**TASK GOAL:** After locating the line with "Registers a command." in the data that follows, return it and every later line exactly, up to and including the line with "pub fn exec(&mut".

*** Opening STORED DATA ***

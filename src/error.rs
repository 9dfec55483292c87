//! Gateway-wide error taxonomy.
//!
//! Every failure a tool call can hit is classified into exactly one of these
//! kinds. Validation-class errors are raised before any external call is
//! attempted; `Unexpected` is reserved for genuinely unclassified failures
//! and always carries the original detail.

use std::path::PathBuf;

use miette::Diagnostic;
use thiserror::Error;

#[derive(Error, Diagnostic, Debug)]
pub enum GatewayError {
    #[error("Access to path '{}' is not allowed", path.display())]
    #[diagnostic(
        code(devgate::path_not_allowed),
        help("File arguments must resolve inside the configured project root.")
    )]
    PathNotAllowed { path: PathBuf },

    #[error("File not found: {}", path.display())]
    #[diagnostic(code(devgate::not_found))]
    NotFound { path: PathBuf },

    #[error("Error reading file {}: {source}", path.display())]
    #[diagnostic(code(devgate::io_failure))]
    Io {
        path: PathBuf,
        #[source]
        source: std::io::Error,
    },

    #[error("Invalid file format: {message}")]
    #[diagnostic(code(devgate::invalid_file_format))]
    InvalidFileFormat { message: String },

    #[error(
        "Unsupported file type '{file_name}'. Supported files are 'requirements.txt' and 'package.json'"
    )]
    #[diagnostic(code(devgate::unsupported_file_type))]
    UnsupportedFileType { file_name: String },

    #[error("Unsupported language: {language}. Supported languages are 'python' and 'javascript'")]
    #[diagnostic(code(devgate::unsupported_language))]
    UnsupportedLanguage { language: String },

    #[error("{name} is not configured")]
    #[diagnostic(
        code(devgate::missing_credential),
        help("Set the environment variable before starting the server.")
    )]
    MissingCredential { name: &'static str },

    #[error("'{command}' command not found. Make sure it is installed and in your PATH")]
    #[diagnostic(code(devgate::tool_unavailable))]
    ToolUnavailable { command: String },

    #[error("External call failed: {detail}")]
    #[diagnostic(code(devgate::external_call_failed))]
    ExternalCallFailed { detail: String },

    #[error("An unexpected error occurred: {detail}")]
    #[diagnostic(code(devgate::unexpected))]
    Unexpected { detail: String },
}

impl GatewayError {
    /// Whether the failure reflects bad caller input or a missing local
    /// prerequisite, as opposed to a failure while executing the call.
    pub fn is_caller_fault(&self) -> bool {
        matches!(
            self,
            GatewayError::PathNotAllowed { .. }
                | GatewayError::NotFound { .. }
                | GatewayError::InvalidFileFormat { .. }
                | GatewayError::UnsupportedFileType { .. }
                | GatewayError::UnsupportedLanguage { .. }
                | GatewayError::MissingCredential { .. }
                | GatewayError::ToolUnavailable { .. }
        )
    }
}

pub type GatewayResult<T> = Result<T, GatewayError>;
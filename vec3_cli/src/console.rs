//! Vector console.
//!
//! Provides:
//! - Command registration and execution over `Vec3<f64>` values
//! - Live formatting options (`set precision 3`)
//! - Command history
//! - Input parsing that keeps `( 1, 2, 3 )` together as one argument
//!
//! # Usage
//! ```
//! use vec3_cli::Console;
//!
//! let mut console = Console::new();
//! let out = console.exec("add (1,2,3) ( 4, 5, 6 )").unwrap();
//! assert_eq!(out, vec!["(5,7,9)".to_string()]);
//! ```

use std::collections::HashMap;

use anyhow::{bail, Context};
use tracing::debug;
use vec3::{dot, FormatOptions, Notation, Vec3};

/// Command handler function type.
pub type CommandHandler =
    Box<dyn Fn(&[&str], &mut ConsoleContext<'_>) -> anyhow::Result<()> + Send + Sync>;

/// Context passed to command handlers.
pub struct ConsoleContext<'a> {
    /// Output buffer for command responses.
    pub output: Vec<String>,
    /// Formatting applied to every printed number.
    pub options: &'a mut FormatOptions,
}

impl ConsoleContext<'_> {
    pub fn print(&mut self, msg: impl Into<String>) {
        self.output.push(msg.into());
    }

    pub fn print_vector(&mut self, v: &Vec3<f64>) {
        let text = self.options.render(v);
        self.print(text);
    }

    pub fn print_scalar(&mut self, value: f64) {
        let text = self.options.render_scalar(value);
        self.print(text);
    }
}

/// The console.
pub struct Console {
    commands: HashMap<String, CommandHandler>,
    options: FormatOptions,
    history: Vec<String>,
    max_history: usize,
}

impl Default for Console {
    fn default() -> Self {
        Self::new()
    }
}

impl Console {
    pub fn new() -> Self {
        Self::with_options(FormatOptions::default())
    }

    pub fn with_options(options: FormatOptions) -> Self {
        let mut console = Self {
            commands: HashMap::new(),
            options,
            history: Vec::new(),
            max_history: 100,
        };

        console.register_builtin_commands();
        console
    }

    fn register_builtin_commands(&mut self) {
        // echo <text>
        self.register_command("echo", |args, ctx| {
            ctx.print(args.join(" "));
            Ok(())
        });

        // help
        self.register_command("help", |_args, ctx| {
            ctx.print(
                "Available commands: add, div, dot, echo, eq, help, narrow, neg, norm, \
                 options, scale, set, sqnorm, sub, quit",
            );
            Ok(())
        });

        // norm <v>
        self.register_command("norm", |args, ctx| {
            expect_args(args, 1, "norm <vector>")?;
            let v = vector_arg(args, 0)?;
            ctx.print_scalar(v.norm());
            Ok(())
        });

        // sqnorm <v>
        self.register_command("sqnorm", |args, ctx| {
            expect_args(args, 1, "sqnorm <vector>")?;
            let v = vector_arg(args, 0)?;
            ctx.print_scalar(v.squared_norm());
            Ok(())
        });

        // neg <v>
        self.register_command("neg", |args, ctx| {
            expect_args(args, 1, "neg <vector>")?;
            let v = vector_arg(args, 0)?;
            ctx.print_vector(&-v);
            Ok(())
        });

        // add <a> <b>
        self.register_command("add", |args, ctx| {
            expect_args(args, 2, "add <vector> <vector>")?;
            let sum = vector_arg(args, 0)? + vector_arg(args, 1)?;
            ctx.print_vector(&sum);
            Ok(())
        });

        // sub <a> <b>
        self.register_command("sub", |args, ctx| {
            expect_args(args, 2, "sub <vector> <vector>")?;
            let diff = vector_arg(args, 0)? - vector_arg(args, 1)?;
            ctx.print_vector(&diff);
            Ok(())
        });

        // scale <v> <s>
        self.register_command("scale", |args, ctx| {
            expect_args(args, 2, "scale <vector> <scalar>")?;
            let scaled = vector_arg(args, 0)? * scalar_arg(args, 1)?;
            ctx.print_vector(&scaled);
            Ok(())
        });

        // div <v> <s>
        self.register_command("div", |args, ctx| {
            expect_args(args, 2, "div <vector> <scalar>")?;
            let quotient = vector_arg(args, 0)? / scalar_arg(args, 1)?;
            ctx.print_vector(&quotient);
            Ok(())
        });

        // dot <a> <b>
        self.register_command("dot", |args, ctx| {
            expect_args(args, 2, "dot <vector> <vector>")?;
            let d = dot(&vector_arg(args, 0)?, &vector_arg(args, 1)?);
            ctx.print_scalar(d);
            Ok(())
        });

        // eq <a> <b>
        self.register_command("eq", |args, ctx| {
            expect_args(args, 2, "eq <vector> <vector>")?;
            let equal = vector_arg(args, 0)? == vector_arg(args, 1)?;
            ctx.print(equal.to_string());
            Ok(())
        });

        // narrow <v>: round-trips the components through f32.
        self.register_command("narrow", |args, ctx| {
            expect_args(args, 1, "narrow <vector>")?;
            let narrowed = vector_arg(args, 0)?.cast::<f32>();
            ctx.print_vector(&Vec3::<f64>::convert_from(narrowed));
            Ok(())
        });

        // options
        self.register_command("options", |_args, ctx| {
            let json = serde_json::to_string(&*ctx.options).context("encode options")?;
            ctx.print(json);
            Ok(())
        });

        // set <option> <value>
        self.register_command("set", |args, ctx| {
            if args.len() != 2 {
                bail!("usage: set <precision|notation|sign_plus|uppercase_exponent> <value>");
            }
            let (name, value) = (args[0], args[1]);
            match name {
                "precision" => {
                    ctx.options.precision = match value {
                        "none" => None,
                        digits => Some(
                            digits
                                .parse()
                                .with_context(|| format!("invalid precision: {}", digits))?,
                        ),
                    };
                }
                "notation" => {
                    ctx.options.notation = Notation::from_name(value)
                        .with_context(|| format!("unknown notation: {}", value))?;
                }
                "sign_plus" => ctx.options.sign_plus = parse_bool(value)?,
                "uppercase_exponent" => ctx.options.uppercase_exponent = parse_bool(value)?,
                _ => bail!("unknown option: {}", name),
            }
            ctx.print(format!("{} = {}", name, value));
            Ok(())
        });
    }

    /// Registers a command.
    pub fn register_command<F>(&mut self, name: &str, handler: F)
    where
        F: Fn(&[&str], &mut ConsoleContext<'_>) -> anyhow::Result<()> + Send + Sync + 'static,
    {
        self.commands.insert(name.to_string(), Box::new(handler));
    }

    /// Executes a console command line.
    pub fn exec(&mut self, line: &str) -> anyhow::Result<Vec<String>> {
        let line = line.trim();
        if line.is_empty() || line.starts_with("//") {
            return Ok(Vec::new());
        }

        self.history.push(line.to_string());
        if self.history.len() > self.max_history {
            self.history.remove(0);
        }

        let tokens = parse_command_line(line);
        if tokens.is_empty() {
            return Ok(Vec::new());
        }

        let cmd_name = &tokens[0];
        let args: Vec<&str> = tokens[1..].iter().map(|s| s.as_str()).collect();
        debug!(command = %cmd_name, ?args, "exec");

        let mut ctx = ConsoleContext {
            output: Vec::new(),
            options: &mut self.options,
        };

        if let Some(handler) = self.commands.get(cmd_name.as_str()) {
            handler(&args, &mut ctx).with_context(|| format!("command '{}'", cmd_name))?;
        } else {
            ctx.print(format!("Unknown command: {}", cmd_name));
        }

        Ok(ctx.output)
    }

    /// Current formatting options.
    pub fn options(&self) -> &FormatOptions {
        &self.options
    }

    /// Gets command history.
    pub fn history(&self) -> &[String] {
        &self.history
    }
}

fn expect_args(args: &[&str], count: usize, usage: &str) -> anyhow::Result<()> {
    if args.len() != count {
        bail!("usage: {}", usage);
    }
    Ok(())
}

fn vector_arg(args: &[&str], index: usize) -> anyhow::Result<Vec3<f64>> {
    let raw = args
        .get(index)
        .with_context(|| format!("missing argument {}", index + 1))?;
    raw.parse()
        .with_context(|| format!("argument {} is not a vector: {}", index + 1, raw))
}

fn scalar_arg(args: &[&str], index: usize) -> anyhow::Result<f64> {
    let raw = args
        .get(index)
        .with_context(|| format!("missing argument {}", index + 1))?;
    raw.parse()
        .with_context(|| format!("argument {} is not a number: {}", index + 1, raw))
}

fn parse_bool(value: &str) -> anyhow::Result<bool> {
    match value {
        "true" | "1" | "on" => Ok(true),
        "false" | "0" | "off" => Ok(false),
        other => bail!("expected a boolean, got {}", other),
    }
}

/// Parses a command line into tokens, respecting quotes and parentheses.
fn parse_command_line(line: &str) -> Vec<String> {
    let mut tokens = Vec::new();
    let mut current = String::new();
    let mut in_quotes = false;
    let mut depth = 0usize;

    for c in line.chars() {
        match c {
            '"' => {
                in_quotes = !in_quotes;
            }
            '(' if !in_quotes => {
                depth += 1;
                current.push(c);
            }
            ')' if !in_quotes => {
                depth = depth.saturating_sub(1);
                current.push(c);
            }
            c if c.is_whitespace() && !in_quotes && depth == 0 => {
                if !current.is_empty() {
                    tokens.push(std::mem::take(&mut current));
                }
            }
            _ => {
                current.push(c);
            }
        }
    }

    if !current.is_empty() {
        tokens.push(current);
    }

    tokens
}

#[cfg(test)]
mod tests {
    use super::*;

    fn run(console: &mut Console, line: &str) -> Vec<String> {
        console.exec(line).unwrap()
    }

    #[test]
    fn parse_parenthesized_args() {
        let tokens = parse_command_line("dot ( 1, 2, 3 )  (4,5,6)");
        assert_eq!(tokens, vec!["dot", "( 1, 2, 3 )", "(4,5,6)"]);
    }

    #[test]
    fn parse_quoted_args() {
        let tokens = parse_command_line(r#"echo "hello world" test"#);
        assert_eq!(tokens, vec!["echo", "hello world", "test"]);
    }

    #[test]
    fn arithmetic_commands() {
        let mut console = Console::new();
        assert_eq!(run(&mut console, "add (1,2,3) (4,5,6)"), vec!["(5,7,9)"]);
        assert_eq!(run(&mut console, "sub (0,2,4) (1,2,3)"), vec!["(-1,0,1)"]);
        assert_eq!(run(&mut console, "neg (1,-2,0.5)"), vec!["(-1,2,-0.5)"]);
        assert_eq!(run(&mut console, "scale (1,2,3) 2"), vec!["(2,4,6)"]);
        assert_eq!(run(&mut console, "div (2,4,6) 2"), vec!["(1,2,3)"]);
    }

    #[test]
    fn norm_and_dot() {
        let mut console = Console::new();
        assert_eq!(run(&mut console, "norm (3,4,0)"), vec!["5"]);
        assert_eq!(run(&mut console, "sqnorm (3,4,0)"), vec!["25"]);
        assert_eq!(run(&mut console, "dot (-1,0,1) ( 1, 2, 3 )"), vec!["2"]);
    }

    #[test]
    fn equality_command() {
        let mut console = Console::new();
        assert_eq!(run(&mut console, "eq (1,2,3) ( 1, 2, 3 )"), vec!["true"]);
        assert_eq!(run(&mut console, "eq (1,2,3) (1,2,3.5)"), vec!["false"]);
    }

    #[test]
    fn narrow_shows_f32_rounding() {
        let mut console = Console::new();
        assert_eq!(
            run(&mut console, "narrow (0.1,0.5,2)"),
            vec!["(0.10000000149011612,0.5,2)"]
        );
    }

    #[test]
    fn set_changes_later_output() {
        let mut console = Console::new();
        assert_eq!(run(&mut console, "set precision 1"), vec!["precision = 1"]);
        assert_eq!(run(&mut console, "add (1,2,3) (0,0,0)"), vec!["(1.0,2.0,3.0)"]);

        run(&mut console, "set notation scientific");
        run(&mut console, "set sign_plus on");
        assert_eq!(run(&mut console, "norm (3,4,0)"), vec!["+5.0e0"]);

        run(&mut console, "set precision none");
        assert_eq!(console.options().precision, None);
    }

    #[test]
    fn options_prints_json() {
        let mut console = Console::new();
        let out = run(&mut console, "options");
        let parsed = FormatOptions::from_json_str(&out[0]).unwrap();
        assert_eq!(&parsed, console.options());
    }

    #[test]
    fn bad_input_is_an_error() {
        let mut console = Console::new();
        assert!(console.exec("norm (1,2)").is_err());
        assert!(console.exec("add (1,2,3)").is_err());
        assert!(console.exec("scale (1,2,3) x").is_err());
        assert!(console.exec("set notation hex").is_err());
        assert!(console.exec("set colour red").is_err());
    }

    #[test]
    fn unknown_command_is_reported() {
        let mut console = Console::new();
        assert_eq!(run(&mut console, "cross (1,0,0) (0,1,0)"), vec!["Unknown command: cross"]);
    }

    #[test]
    fn history_is_bounded() {
        let mut console = Console::new();
        for i in 0..150 {
            console.exec(&format!("echo {}", i)).unwrap();
        }
        assert_eq!(console.history().len(), 100);
        assert_eq!(console.history()[0], "echo 50");

        run(&mut console, "");
        run(&mut console, "// comment");
        assert_eq!(console.history().len(), 100);
    }
}
//! Standalone console binary.
//!
//! Usage:
//!   cargo run -p vec3_cli -- [--config options.json] [--precision 3] [--scientific] [--sign-plus]
//!
//! Reads one command per line from stdin and prints the result using the
//! configured number formatting.
//!
//! Console commands (see `help`):
//!   norm ( 3, 4, 0 )       - Euclidean length
//!   dot (1,0,0) (0.5,2,1)  - Dot product
//!   set precision 2        - Change output formatting
//!   quit                   - Exit

use std::env;
use std::fs;
use std::io::{self, BufRead, Write};

use anyhow::Context;
use tracing::{info, warn};
use vec3::{FormatOptions, Notation};
use vec3_cli::Console;

fn parse_args() -> anyhow::Result<FormatOptions> {
    let mut options = FormatOptions::default();
    let args: Vec<String> = env::args().collect();
    let mut i = 1;
    while i < args.len() {
        match args[i].as_str() {
            "--config" if i + 1 < args.len() => {
                let path = &args[i + 1];
                let text =
                    fs::read_to_string(path).with_context(|| format!("read config {}", path))?;
                options = FormatOptions::from_json_str(&text)
                    .with_context(|| format!("parse config {}", path))?;
                i += 2;
            }
            "--precision" if i + 1 < args.len() => {
                let digits = &args[i + 1];
                options.precision = Some(
                    digits
                        .parse()
                        .with_context(|| format!("invalid precision: {}", digits))?,
                );
                i += 2;
            }
            "--scientific" => {
                options.notation = Notation::Scientific;
                i += 1;
            }
            "--sign-plus" => {
                options.sign_plus = true;
                i += 1;
            }
            other => {
                warn!(arg = other, "ignoring unknown argument");
                i += 1;
            }
        }
    }
    Ok(options)
}

fn main() -> anyhow::Result<()> {
    tracing_subscriber::fmt()
        .with_env_filter(
            tracing_subscriber::EnvFilter::try_from_default_env().unwrap_or_else(|_| "info".into()),
        )
        .with_writer(io::stderr)
        .init();

    let options = parse_args()?;
    info!(
        precision = ?options.precision,
        notation = %options.notation,
        sign_plus = options.sign_plus,
        "Starting console"
    );

    let mut console = Console::with_options(options);
    let stdin = io::stdin();
    let mut stdout = io::stdout();

    loop {
        print!("] ");
        stdout.flush().context("flush stdout")?;

        let mut line = String::new();
        if stdin.lock().read_line(&mut line).context("read stdin")? == 0 {
            break;
        }

        let line = line.trim();
        if line == "quit" || line == "exit" {
            break;
        }

        match console.exec(line) {
            Ok(output) => {
                for out in output {
                    println!("{}", out);
                }
            }
            Err(err) => eprintln!("error: {:#}", err),
        }
    }

    info!(commands = console.history().len(), "Console closed");
    Ok(())
}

*** Closing STORED DATA ***

**ANSWER SPACE:**
    /// Registers a command.
    pub fn register_command<F>(&mut self, name: &str, handler: F)
    where
        F: Fn(&[&str], &mut ConsoleContext<'_>) -> anyhow::Result<()> + Send + Sync + 'static,
    {
        self.commands.insert(name.to_string(), Box::new(handler));
    }

    /// Executes a console command line.
    pub fn exec(&mut self, line: &str) -> anyhow::Result<Vec<String>> {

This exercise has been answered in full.